Market analysts tracked by MarketWatch suggest a median target of 6,600 for the index. Deutsche Bank leads with the most optimistic projection of 7,000, while UBS holds a more conservative outlook at 6,400.
JPMorgan's team, led by Dubravko Lakos-Bujas, anticipates a supportive environment for stocks in the coming year. They expect the Federal Reserve to reduce interest rates to 3.75% and predict similar actions from other central banks, fostering favorable borrowing conditions. Combined with robust household and corporate balance sheets, these factors could help sustain the business cycle and prevent significant downturns.
An additional growth driver is the surge in capital expenditure spurred by the ongoing race in artificial intelligence (AI). Insights from JPMorgan’s recent AI Datacenter conference revealed optimism among industrial companies. These firms reported strong demand, healthy pricing, high margins, and extended order backlogs with visibility extending to 2027 and beyond.
The capital markets are also expected to see heightened activity. Lower interest rates and the regulatory framework promised by the incoming Trump administration could create a fertile ground for small- to mid-cap stocks. In this setting, companies might find it easier to secure funding and strike deals. Furthermore, the administration’s plans to boost oil production could help reduce energy prices, benefiting businesses and consumers alike.
JPMorgan’s analysts believe these trends will broaden corporate earnings growth. They forecast S&P 500 earnings per share (EPS) to reach $270 in 2025, marking a 10% year-over-year increase.
However, the team acknowledges potential headwinds. The balance between the benefits of deregulation and tax cuts against risks from reduced government spending, trade tariffs, and stricter immigration policies remains uncertain. For instance, they estimate that a 60% tariff on all Chinese imports could reduce S&P 500 EPS by as much as $15.
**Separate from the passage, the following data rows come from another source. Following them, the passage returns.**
// Copyright (C) 2026 The Hemolink Authors
// Use of this source code is governed by an MIT-style
// license that can be found in the LICENSE file or at
// https://opensource.org/licenses/MIT.

//! Test helper functions and fixtures.

use hemolink::LedgerConfig;
use hemolink_persistence::SqliteStore;
use std::sync::Arc;
use time::OffsetDateTime;
use time::macros::datetime;

use crate::{
    CreateRequestRequest, RequestInfo, Services, UpsertProfileRequest, create_request,
    upsert_profile,
};

pub fn test_time() -> OffsetDateTime {
    datetime!(2026-03-01 09:00 UTC)
}

pub fn create_test_services() -> Services<SqliteStore> {
    let store: SqliteStore = SqliteStore::in_memory().expect("in-memory store");
    Services::new(Arc::new(store), LedgerConfig::default())
}

pub fn create_donor_request(user_id: &str, blood_type: &str) -> UpsertProfileRequest {
    UpsertProfileRequest {
        user_id: user_id.to_string(),
        display_name: format!("Donor {user_id}"),
        role: String::from("donor"),
        blood_type: Some(blood_type.to_string()),
        is_available: true,
        affiliation: Some(String::from("City College")),
        phone_number: None,
        email: Some(format!("{user_id}@example.org")),
    }
}

pub fn create_recipient_request(user_id: &str, blood_type: Option<&str>) -> UpsertProfileRequest {
    UpsertProfileRequest {
        user_id: user_id.to_string(),
        display_name: format!("Recipient {user_id}"),
        role: String::from("recipient"),
        blood_type: blood_type.map(String::from),
        is_available: false,
        affiliation: None,
        phone_number: None,
        email: None,
    }
}

pub fn create_blood_request(
    recipient_id: &str,
    blood_type: &str,
    quantity: i64,
) -> CreateRequestRequest {
    CreateRequestRequest {
        recipient_id: recipient_id.to_string(),
        blood_type: blood_type.to_string(),
        quantity,
        urgency: String::from("high"),
        reason: Some(String::from("Surgery")),
        required_date: String::from("2026-03-10"),
    }
}

pub async fn seed_profile(services: &Services<SqliteStore>, request: &UpsertProfileRequest) {
    upsert_profile(services, request).await.unwrap();
}

/// Seeds a recipient with blood type A+ and an open request for it.
pub async fn seed_open_request(services: &Services<SqliteStore>, quantity: i64) -> RequestInfo {
    seed_profile(services, &create_recipient_request("patient", Some("A+"))).await;
    create_request(
        services,
        &create_blood_request("patient", "A+", quantity),
        test_time(),
    )
    .await
    .unwrap()
}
Valuation concerns also weigh on the outlook. A combination of 10% annual EPS growth and a 33% rise in the S&P 500 since 2022 has made U.S. equities relatively expensive, with equity risk premia hitting a 22.5-year low.
Despite these challenges, Lakos-Bujas and his team maintain an optimistic stance, emphasizing opportunities over risks. They foresee heightened geopolitical uncertainty and a complex policy landscape but argue these dynamics will create avenues for investors.
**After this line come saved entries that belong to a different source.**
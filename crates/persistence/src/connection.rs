// Copyright (C) 2026 The Hemolink Authors
// Use of this source code is governed by an MIT-style
// license that can be found in the LICENSE file or at
// https://opensource.org/licenses/MIT.

//! Opening and configuring `SQLite` connections.

use diesel::prelude::*;
use diesel::sql_types::Integer;
use diesel_migrations::{EmbeddedMigrations, MigrationHarness, embed_migrations};
use tracing::info;

use crate::error::PersistenceError;

const BUSY_TIMEOUT_MS: u32 = 5_000;

const MIGRATIONS: EmbeddedMigrations = embed_migrations!("migrations");

#[derive(QueryableByName)]
struct ForeignKeysPragma {
    #[diesel(sql_type = Integer)]
    foreign_keys: i32,
}

/// Opens `database_url`, turns on foreign keys and a busy timeout, and
/// applies pending migrations.
///
/// # Errors
///
/// Returns an error if the connection, a PRAGMA or a migration fails.
pub fn open(database_url: &str) -> Result<SqliteConnection, PersistenceError> {
    info!(database_url, "Opening SQLite database");
    let mut conn: SqliteConnection = SqliteConnection::establish(database_url)?;

    diesel::sql_query("PRAGMA foreign_keys = ON").execute(&mut conn)?;
    diesel::sql_query(format!("PRAGMA busy_timeout = {BUSY_TIMEOUT_MS}")).execute(&mut conn)?;

    conn.run_pending_migrations(MIGRATIONS)
        .map_err(|e| PersistenceError::MigrationFailed(e.to_string()))?;
    Ok(conn)
}

/// Switches a file database to write-ahead logging.
///
/// # Errors
///
/// Returns an error if the PRAGMA fails.
pub fn enable_wal(conn: &mut SqliteConnection) -> Result<(), PersistenceError> {
    diesel::sql_query("PRAGMA journal_mode = WAL").execute(conn)?;
    Ok(())
}

/// Fails unless the connection enforces foreign keys.
///
/// # Errors
///
/// Returns `ForeignKeyEnforcementNotEnabled` if the PRAGMA reads 0.
pub fn verify_foreign_keys(conn: &mut SqliteConnection) -> Result<(), PersistenceError> {
    let pragma: ForeignKeysPragma =
        diesel::sql_query("PRAGMA foreign_keys").get_result(conn)?;
    if pragma.foreign_keys == 0 {
        return Err(PersistenceError::ForeignKeyEnforcementNotEnabled);
    }
    Ok(())
}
For 2025, JPMorgan predicts greater dispersion across sectors, investment styles, and market themes, which they believe will favor stock pickers. They recommend overweight positions in financials, citing potential deregulation and increased capital markets activity, and in small- and mid-cap stocks. While remaining largely neutral on technology stocks, particularly semiconductors and hardware due to potential tariff exposure, they favor communication services and software within the tech sector.
Utilities, they argue, present an attractive risk/reward profile, driven by demand from datacenters and electric vehicles (EVs). The team also advises managing short positions carefully, warning of a possible momentum reversal and increased retail investor activity.
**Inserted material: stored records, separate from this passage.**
// Copyright (C) 2026 The Hemolink Authors
// Use of this source code is governed by an MIT-style
// license that can be found in the LICENSE file or at
// https://opensource.org/licenses/MIT.

#![allow(clippy::expect_used, clippy::unwrap_used)]

mod profile_tests;
mod store_tests;

use crate::Persistence;
use hemolink_domain::{
    BloodRequest, BloodType, NewBloodRequest, NewDonation, RequestId, Role, Urgency, UserId,
    UserProfile,
};
use time::OffsetDateTime;
use time::macros::{date, datetime};

pub fn test_time() -> OffsetDateTime {
    datetime!(2026-03-01 09:00 UTC)
}

pub fn user(id: &str) -> UserId {
    UserId::new(id).unwrap()
}

pub fn create_test_persistence() -> Persistence {
    Persistence::new_in_memory().expect("in-memory database")
}

pub fn create_test_donor(id: &str, blood_type: BloodType) -> UserProfile {
    let mut profile: UserProfile = UserProfile::new(
        user(id),
        format!("Donor {id}"),
        Role::Donor,
        Some(blood_type),
        true,
    );
    profile.affiliation = Some(String::from("City College"));
    profile.email = Some(format!("{id}@example.org"));
    profile
}

pub fn create_test_recipient(id: &str, blood_type: Option<BloodType>) -> UserProfile {
    UserProfile::new(
        user(id),
        format!("Recipient {id}"),
        Role::Recipient,
        blood_type,
        false,
    )
}

pub fn create_test_new_request(
    recipient: &str,
    blood_type: BloodType,
    quantity: u32,
) -> NewBloodRequest {
    NewBloodRequest {
        recipient_id: user(recipient),
        blood_type,
        quantity,
        urgency: Urgency::Critical,
        reason: Some(String::from("Trauma")),
        required_date: date!(2026 - 03 - 05),
    }
}

pub fn create_test_new_donation(donor: &str, request_id: RequestId, units: u32) -> NewDonation {
    NewDonation {
        donor_id: user(donor),
        request_id,
        units,
        blood_type: Some(BloodType::ONegative),
        offered_at: test_time(),
    }
}

/// Creates a recipient and an open request for `quantity` units of A+.
pub fn seed_request(persistence: &mut Persistence, quantity: u32) -> BloodRequest {
    persistence
        .upsert_profile(&create_test_recipient("recipient-1", Some(BloodType::APositive)))
        .unwrap();
    persistence
        .create_request(
            &create_test_new_request("recipient-1", BloodType::APositive, quantity),
            test_time(),
        )
        .unwrap()
}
U.S. equity markets opened mixed, reflecting shifting conditions in other asset classes. The S&P 500 dipped 0.25%, the Dow Jones Industrial Average rose 0.18%, and the Nasdaq Composite dropped 0.76%. Treasury yields, particularly the 10-year benchmark, declined to 4.266%, while the U.S. dollar index weakened, oil prices edged up slightly, and gold traded around $2,653 per ounce.
A busy day of U.S. economic data lies ahead, with Thursday’s usual schedule moved up due to the Thanksgiving holiday. A key release will be the personal consumption expenditure (PCE) price index, the Federal Reserve’s preferred inflation gauge, expected at 10:00 a.m. Eastern. Earlier reports showed weekly jobless claims at 213,000, a 0.2% month-on-month rise in durable goods orders for October, and a revised third-quarter GDP growth of 2.8% on an annualized basis.
Earnings reports from major tech companies, released late Tuesday, have not been well-received. Shares of Dell Technologies, Workday, Autodesk, HP, and CrowdStrike all saw declines in premarket trading, with losses ranging from 5% to over 13%.
On the geopolitical front, a U.S.-brokered ceasefire between Israel and Hezbollah has taken effect.
Markets in the U.S. will be closed on Thursday for Thanksgiving and operate on a shortened schedule for Black Friday.